Pull out each line of the data that includes the word "peripheral".

Provided information.
───

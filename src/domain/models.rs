use serde::{Deserialize, Serialize};
use std::fmt;

/// One lens of the glasses. Each lens is an independent BLE peripheral.
#[derive(Debug, Clone, Copy, PartialEq, Eq, Hash, Serialize, Deserialize)]
pub enum Side {
    Left,
    Right,
}

impl Side {
    pub const BOTH: [Side; 2] = [Side::Left, Side::Right];

    /// Index used by the transport to address this peripheral.
    pub fn device_index(self) -> usize {
        match self {
            Side::Left => 0,
            Side::Right => 1,
        }
    }

    pub fn from_device_index(index: usize) -> Option<Side> {
        match index {
            0 => Some(Side::Left),
            1 => Some(Side::Right),
            _ => None,
        }
    }

    pub fn other(self) -> Side {
        match self {
            Side::Left => Side::Right,
            Side::Right => Side::Left,
        }
    }

    fn prefix(self) -> &'static str {
        match self {
            Side::Left => "left",
            Side::Right => "right",
        }
    }
}

impl fmt::Display for Side {
    fn fmt(&self, f: &mut fmt::Formatter<'_>) -> fmt::Result {
        f.write_str(self.prefix())
    }
}

/// Logical role of a peripheral together with its physical address.
#[derive(Debug, Clone, PartialEq, Eq, Serialize, Deserialize)]
pub struct PeerIdentity {
    pub side: Side,
    pub address: String,
    pub name: String,
}

/// Per-side link state machine.
#[derive(Debug, Clone, Copy, PartialEq, Eq)]
pub enum LinkState {
    Disconnected,
    Connecting,
    Initializing,
    Ready,
}

/// Device-level state as surfaced to the user.
#[derive(Debug, Clone, Copy, PartialEq, Eq)]
pub enum DeviceState {
    /// Both lenses are ready.
    Initialized,
    /// A session-critical command kept failing; the link should be re-established.
    WaitingForReconnect,
    Disconnected,
}

/// Which battery a level or state report refers to.
#[derive(Debug, Clone, Copy, PartialEq, Eq)]
pub enum BatteryIndex {
    Lens(Side),
    Case,
}

#[derive(Debug, Clone, Copy, PartialEq, Eq)]
pub enum BatteryState {
    Normal,
    Charging,
    NoBattery,
}

#[derive(Debug, Clone, Copy, PartialEq, Eq)]
pub enum FrameShape {
    Round,
    Square,
}

#[derive(Debug, Clone, Copy, PartialEq, Eq)]
pub enum FrameColor {
    Grey,
    Brown,
    Green,
}

#[derive(Debug, Clone, PartialEq, Eq)]
pub struct HardwareInfo {
    pub serial_number: String,
    pub shape: FrameShape,
    pub color: FrameColor,
}

/// Settings values read back from a lens.
#[derive(Debug, Clone, PartialEq, Eq)]
pub enum ReportedSetting {
    /// Height 0-8, depth in slider space 0-8.
    Display { height: u8, depth: u8 },
    ActivationAngle(u8),
    Brightness { level: u8, auto: bool },
    WearDetection(bool),
    NotificationDisplay { enabled: bool, timeout_secs: u8 },
    DebugLogging(bool),
    SilentMode(bool),
}

/// Spontaneous gestures and sensor changes reported by a lens.
#[derive(Debug, Clone, Copy, PartialEq, Eq)]
pub enum Gesture {
    HeadUp,
    HeadDown,
    DoubleTapForExit,
    DoubleTapForAction,
    DashboardShown,
    DashboardClosed,
    CaseLidOpened,
    CaseLidClosed,
    BindingSuccess,
}

/// Typed events delivered upward to the application.
#[derive(Debug, Clone, PartialEq, Eq)]
pub enum DeviceEvent {
    DeviceState(DeviceState),
    LinkState { side: Side, state: LinkState },
    BatteryLevel { index: BatteryIndex, percent: u8 },
    BatteryState { index: BatteryIndex, state: BatteryState },
    FirmwareVersion { side: Side, version: String },
    Hardware(HardwareInfo),
    Setting { side: Side, setting: ReportedSetting },
    WearState { side: Side, worn: bool },
    Gesture { side: Side, gesture: Gesture },
    DebugLog { side: Side, message: String },
}

/// Notification to display on the glasses.
#[derive(Debug, Clone, Default)]
pub struct NotificationSpec {
    pub id: u32,
    pub source_app_id: String,
    pub source_name: String,
    pub title: Option<String>,
    pub subject: Option<String>,
    pub body: Option<String>,
    /// Unix milliseconds.
    pub when: i64,
}

/// Current weather as provided by the weather source.
#[derive(Debug, Clone, Copy, Default)]
pub struct WeatherSpec {
    /// OpenWeatherMap condition code.
    pub condition_code: u16,
    /// Kelvin.
    pub current_temp: i32,
    /// Unix seconds.
    pub timestamp: i64,
    pub sunrise: i64,
    pub sunset: i64,
}

impl WeatherSpec {
    pub fn is_night(&self) -> bool {
        (self.timestamp >= self.sunset && self.timestamp >= self.sunrise)
            || (self.timestamp < self.sunrise && self.timestamp < self.sunset)
    }
}

#[cfg(test)]
mod tests {
    use super::*;

    #[test]
    fn test_side_indices() {
        assert_eq!(Side::Left.to_string(), "left");
        assert_eq!(Side::Left.other(), Side::Right);
        assert_eq!(Side::from_device_index(1), Some(Side::Right));
        assert_eq!(Side::from_device_index(2), None);
    }

    #[test]
    fn test_night_detection() {
        let day = WeatherSpec {
            timestamp: 1_000,
            sunrise: 500,
            sunset: 2_000,
            ..Default::default()
        };
        assert!(!day.is_night());

        let evening = WeatherSpec {
            timestamp: 2_500,
            ..day
        };
        assert!(evening.is_night());
    }
}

───

Reply.
/// One lens of the glasses. Each lens is an independent BLE peripheral.
    /// Index used by the transport to address this peripheral.
/// Logical role of a peripheral together with its physical address.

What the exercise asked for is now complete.